The answer must be an exact copy of all the data below.

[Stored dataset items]
::::::::

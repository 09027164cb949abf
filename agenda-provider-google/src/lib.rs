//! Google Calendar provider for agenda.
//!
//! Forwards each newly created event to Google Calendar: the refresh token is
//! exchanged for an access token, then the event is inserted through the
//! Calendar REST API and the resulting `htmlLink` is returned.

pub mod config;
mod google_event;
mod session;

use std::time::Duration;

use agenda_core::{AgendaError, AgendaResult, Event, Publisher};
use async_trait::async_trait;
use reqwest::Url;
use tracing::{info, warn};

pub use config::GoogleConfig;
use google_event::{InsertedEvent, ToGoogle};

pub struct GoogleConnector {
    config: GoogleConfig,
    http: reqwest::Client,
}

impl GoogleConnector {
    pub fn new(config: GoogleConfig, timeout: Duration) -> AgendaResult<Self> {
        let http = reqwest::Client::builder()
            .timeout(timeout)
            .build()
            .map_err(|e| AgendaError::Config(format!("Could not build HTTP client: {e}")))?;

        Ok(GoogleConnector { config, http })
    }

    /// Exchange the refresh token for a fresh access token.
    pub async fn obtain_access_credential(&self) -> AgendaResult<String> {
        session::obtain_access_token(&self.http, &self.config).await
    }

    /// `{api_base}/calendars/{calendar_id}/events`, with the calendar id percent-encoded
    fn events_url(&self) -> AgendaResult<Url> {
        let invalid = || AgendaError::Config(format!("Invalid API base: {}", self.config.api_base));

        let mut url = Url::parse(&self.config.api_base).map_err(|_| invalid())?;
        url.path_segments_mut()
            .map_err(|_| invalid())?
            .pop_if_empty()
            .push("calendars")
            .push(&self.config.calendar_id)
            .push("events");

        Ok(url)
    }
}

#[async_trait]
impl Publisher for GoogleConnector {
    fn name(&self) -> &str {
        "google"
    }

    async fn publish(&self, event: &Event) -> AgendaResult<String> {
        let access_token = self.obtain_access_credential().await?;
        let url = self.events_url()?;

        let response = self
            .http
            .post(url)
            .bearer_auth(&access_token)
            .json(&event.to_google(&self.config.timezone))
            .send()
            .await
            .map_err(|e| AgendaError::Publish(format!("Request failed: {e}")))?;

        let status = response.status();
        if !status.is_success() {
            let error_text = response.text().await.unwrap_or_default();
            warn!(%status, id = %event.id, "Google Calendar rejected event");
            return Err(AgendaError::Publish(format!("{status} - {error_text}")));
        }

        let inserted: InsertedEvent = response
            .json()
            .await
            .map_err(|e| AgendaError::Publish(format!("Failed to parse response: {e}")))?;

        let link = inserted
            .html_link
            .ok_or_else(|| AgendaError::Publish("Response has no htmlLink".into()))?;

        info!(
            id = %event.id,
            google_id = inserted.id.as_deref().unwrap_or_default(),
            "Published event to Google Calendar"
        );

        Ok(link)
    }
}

::::::::

■ Response ■
repository 09027164cb949abf
filename agenda-provider-google/src/lib.rs
//! Google Calendar provider for agenda.
//!
//! Forwards each newly created event to Google Calendar: the refresh token is
//! exchanged for an access token, then the event is inserted through the
//! Calendar REST API and the resulting `htmlLink` is returned.

pub mod config;
mod google_event;
mod session;

use std::time::Duration;

use agenda_core::{AgendaError, AgendaResult, Event, Publisher};
use async_trait::async_trait;
use reqwest::Url;
use tracing::{info, warn};

pub use config::GoogleConfig;
use google_event::{InsertedEvent, ToGoogle};

pub struct GoogleConnector {
    config: GoogleConfig,
    http: reqwest::Client,
}

impl GoogleConnector {
    pub fn new(config: GoogleConfig, timeout: Duration) -> AgendaResult<Self> {
        let http = reqwest::Client::builder()
            .timeout(timeout)
            .build()
            .map_err(|e| AgendaError::Config(format!("Could not build HTTP client: {e}")))?;

        Ok(GoogleConnector { config, http })
    }

    /// Exchange the refresh token for a fresh access token.
    pub async fn obtain_access_credential(&self) -> AgendaResult<String> {
        session::obtain_access_token(&self.http, &self.config).await
    }

    /// `{api_base}/calendars/{calendar_id}/events`, with the calendar id percent-encoded
    fn events_url(&self) -> AgendaResult<Url> {
        let invalid = || AgendaError::Config(format!("Invalid API base: {}", self.config.api_base));

        let mut url = Url::parse(&self.config.api_base).map_err(|_| invalid())?;
        url.path_segments_mut()
            .map_err(|_| invalid())?
            .pop_if_empty()
            .push("calendars")
            .push(&self.config.calendar_id)
            .push("events");

        Ok(url)
    }
}

#[async_trait]
impl Publisher for GoogleConnector {
    fn name(&self) -> &str {
        "google"
    }

    async fn publish(&self, event: &Event) -> AgendaResult<String> {
        let access_token = self.obtain_access_credential().await?;
        let url = self.events_url()?;

        let response = self
            .http
            .post(url)
            .bearer_auth(&access_token)
            .json(&event.to_google(&self.config.timezone))
            .send()
            .await
            .map_err(|e| AgendaError::Publish(format!("Request failed: {e}")))?;

        let status = response.status();
        if !status.is_success() {
            let error_text = response.text().await.unwrap_or_default();
            warn!(%status, id = %event.id, "Google Calendar rejected event");
            return Err(AgendaError::Publish(format!("{status} - {error_text}")));
        }

        let inserted: InsertedEvent = response
            .json()
            .await
            .map_err(|e| AgendaError::Publish(format!("Failed to parse response: {e}")))?;

        let link = inserted
            .html_link
            .ok_or_else(|| AgendaError::Publish("Response has no htmlLink".into()))?;

        info!(
            id = %event.id,
            google_id = inserted.id.as_deref().unwrap_or_default(),
            "Published event to Google Calendar"
        );

        Ok(link)
    }
}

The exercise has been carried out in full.